[Data provided Boundary: Start]

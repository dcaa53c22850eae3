//! Detector settings persisted between runs
//!
//! Stored as simple `key=value` lines. Any key left out keeps the built-in
//! default of [`DetectorConfig`].

use std::fs;
use std::io;
use std::path::{Path, PathBuf};

use tempo_analysis::{AnalysisError, DetectorConfig, TempoBand};

/// User overrides for the detector configuration
#[derive(Debug, Default, Clone, PartialEq)]
pub struct Config {
    pub sample_rate: Option<u32>,
    pub hop_length: Option<usize>,
    pub min_bpm: Option<f32>,
    pub max_bpm: Option<f32>,
    pub agreement_threshold: Option<f32>,
    pub autocorrelation_secs: Option<f32>,
}

impl Config {
    /// Load config from the default location
    ///
    /// Returns default config if file doesn't exist or can't be read.
    pub fn load() -> Self {
        let path = Self::config_path();
        match Self::load_from(&path) {
            Ok(config) => config,
            Err(e) if e.kind() == io::ErrorKind::NotFound => Self::default(),
            Err(e) => {
                tracing::warn!("Failed to read {}: {}", path.display(), e);
                Self::default()
            }
        }
    }

    /// Load config from a specific path
    pub fn load_from(path: &Path) -> io::Result<Self> {
        let content = fs::read_to_string(path)?;
        tracing::debug!("Loaded config from {}", path.display());
        Ok(Self::parse(&content))
    }

    /// Save config to the default location
    pub fn save(&self) -> io::Result<PathBuf> {
        let path = Self::config_path();
        self.save_to(&path)?;
        Ok(path)
    }

    /// Save config to a specific path
    pub fn save_to(&self, path: &Path) -> io::Result<()> {
        if let Some(parent) = path.parent() {
            fs::create_dir_all(parent)?;
        }
        fs::write(path, self.serialize())
    }

    /// Get the default config file path
    pub fn config_path() -> PathBuf {
        dirs::config_dir()
            .unwrap_or_else(|| PathBuf::from("."))
            .join("tempo")
            .join("config.txt")
    }

    /// Capture every field of a detector configuration
    pub fn from_detector(config: &DetectorConfig) -> Self {
        Self {
            sample_rate: Some(config.sample_rate),
            hop_length: Some(config.hop_length),
            min_bpm: Some(config.band.min_bpm),
            max_bpm: Some(config.band.max_bpm),
            agreement_threshold: Some(config.agreement_threshold),
            autocorrelation_secs: Some(config.autocorrelation_secs),
        }
    }

    /// Fill unset fields from `other`
    pub fn or(self, other: Config) -> Self {
        Self {
            sample_rate: self.sample_rate.or(other.sample_rate),
            hop_length: self.hop_length.or(other.hop_length),
            min_bpm: self.min_bpm.or(other.min_bpm),
            max_bpm: self.max_bpm.or(other.max_bpm),
            agreement_threshold: self.agreement_threshold.or(other.agreement_threshold),
            autocorrelation_secs: self.autocorrelation_secs.or(other.autocorrelation_secs),
        }
    }

    /// Apply the overrides on top of the defaults and validate the result
    pub fn to_detector_config(&self) -> Result<DetectorConfig, AnalysisError> {
        let defaults = DetectorConfig::default();
        let config = DetectorConfig {
            sample_rate: self.sample_rate.unwrap_or(defaults.sample_rate),
            hop_length: self.hop_length.unwrap_or(defaults.hop_length),
            band: TempoBand::new(
                self.min_bpm.unwrap_or(defaults.band.min_bpm),
                self.max_bpm.unwrap_or(defaults.band.max_bpm),
            )?,
            agreement_threshold: self
                .agreement_threshold
                .unwrap_or(defaults.agreement_threshold),
            autocorrelation_secs: self
                .autocorrelation_secs
                .unwrap_or(defaults.autocorrelation_secs),
        };
        config.validate()?;
        Ok(config)
    }

    /// Parse config from simple key=value format
    fn parse(content: &str) -> Self {
        let mut config = Self::default();

        for (number, line) in content.lines().enumerate() {
            let line = line.trim();
            if line.is_empty() || line.starts_with('#') {
                continue;
            }

            let Some((key, value)) = line.split_once('=') else {
                tracing::warn!("Config line {}: expected key=value", number + 1);
                continue;
            };
            let key = key.trim();
            let value = value.trim();

            let parsed = match key {
                "sample_rate" => value.parse().map(|v| config.sample_rate = Some(v)).is_ok(),
                "hop_length" => value.parse().map(|v| config.hop_length = Some(v)).is_ok(),
                "min_bpm" => value.parse().map(|v| config.min_bpm = Some(v)).is_ok(),
                "max_bpm" => value.parse().map(|v| config.max_bpm = Some(v)).is_ok(),
                "agreement_threshold" => value
                    .parse()
                    .map(|v| config.agreement_threshold = Some(v))
                    .is_ok(),
                "autocorrelation_secs" => value
                    .parse()
                    .map(|v| config.autocorrelation_secs = Some(v))
                    .is_ok(),
                _ => {
                    tracing::warn!("Config line {}: unknown key '{}'", number + 1, key);
                    continue;
                }
            };

            if !parsed {
                tracing::warn!(
                    "Config line {}: invalid value '{}' for {}",
                    number + 1,
                    value,
                    key
                );
            }
        }

        config
    }

    /// Serialize config to simple key=value format
    fn serialize(&self) -> String {
        let mut lines = vec!["# Tempo detector configuration".to_string()];

        if let Some(v) = self.sample_rate {
            lines.push(format!("sample_rate={}", v));
        }
        if let Some(v) = self.hop_length {
            lines.push(format!("hop_length={}", v));
        }
        if let Some(v) = self.min_bpm {
            lines.push(format!("min_bpm={}", v));
        }
        if let Some(v) = self.max_bpm {
            lines.push(format!("max_bpm={}", v));
        }
        if let Some(v) = self.agreement_threshold {
            lines.push(format!("agreement_threshold={}", v));
        }
        if let Some(v) = self.autocorrelation_secs {
            lines.push(format!("autocorrelation_secs={}", v));
        }

        lines.join("\n") + "\n"
    }
}

#[cfg(test)]
mod tests {
    use super::*;

    #[test]
    fn test_parse_empty() {
        let config = Config::parse("");
        assert_eq!(config, Config::default());
        assert_eq!(config.to_detector_config(), Ok(DetectorConfig::default()));
    }

    #[test]
    fn test_parse_values() {
        let config = Config::parse("hop_length=256\nmin_bpm = 60\nmax_bpm=200\n");
        assert_eq!(config.hop_length, Some(256));
        assert_eq!(config.min_bpm, Some(60.0));
        assert_eq!(config.max_bpm, Some(200.0));
        assert!(config.sample_rate.is_none());

        let detector = config.to_detector_config().unwrap();
        assert_eq!(detector.hop_length, 256);
        assert_eq!(detector.sample_rate, 22050);
        assert_eq!(detector.band, TempoBand::new(60.0, 200.0).unwrap());
    }

    #[test]
    fn test_parse_skips_comments_and_bad_lines() {
        let content = "# Comment\nagreement_threshold=3.5\nnot a pair\nunknown=1\nsample_rate=fast\n";
        let config = Config::parse(content);
        assert_eq!(config.agreement_threshold, Some(3.5));
        assert!(config.sample_rate.is_none());
    }

    #[test]
    fn test_invalid_values_rejected_on_apply() {
        let config = Config::parse("min_bpm=200\nmax_bpm=100");
        assert!(matches!(
            config.to_detector_config(),
            Err(AnalysisError::InvalidConfig(_))
        ));

        let config = Config::parse("hop_length=0");
        assert!(config.to_detector_config().is_err());
    }

    #[test]
    fn test_or_prefers_self() {
        let cli = Config {
            max_bpm: Some(180.0),
            ..Default::default()
        };
        let file = Config {
            min_bpm: Some(70.0),
            max_bpm: Some(250.0),
            ..Default::default()
        };
        let merged = cli.or(file);
        assert_eq!(merged.min_bpm, Some(70.0));
        assert_eq!(merged.max_bpm, Some(180.0));
    }

    #[test]
    fn test_save_and_reload() {
        let detector = DetectorConfig {
            hop_length: 441,
            agreement_threshold: 2.5,
            ..Default::default()
        };
        let config = Config::from_detector(&detector);
        let path = std::env::temp_dir()
            .join(format!("tempo-config-{}", std::process::id()))
            .join("config.txt");

        config.save_to(&path).unwrap();
        let reloaded = Config::load_from(&path).unwrap();
        if let Some(dir) = path.parent() {
            fs::remove_dir_all(dir).ok();
        }

        assert_eq!(reloaded, config);
        assert_eq!(reloaded.to_detector_config(), Ok(detector));
    }

    #[test]
    fn test_missing_file_is_not_found() {
        let err = Config::load_from(Path::new("/nonexistent/tempo/config.txt")).unwrap_err();
        assert_eq!(err.kind(), io::ErrorKind::NotFound);
    }
}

[Data provided Boundary: End]

### Directions
Return each full line of the entries that contains the word "number".

### The answer
        for (number, line) in content.lines().enumerate() {
                tracing::warn!("Config line {}: expected key=value", number + 1);
                    tracing::warn!("Config line {}: unknown key '{}'", number + 1, key);
                    number + 1,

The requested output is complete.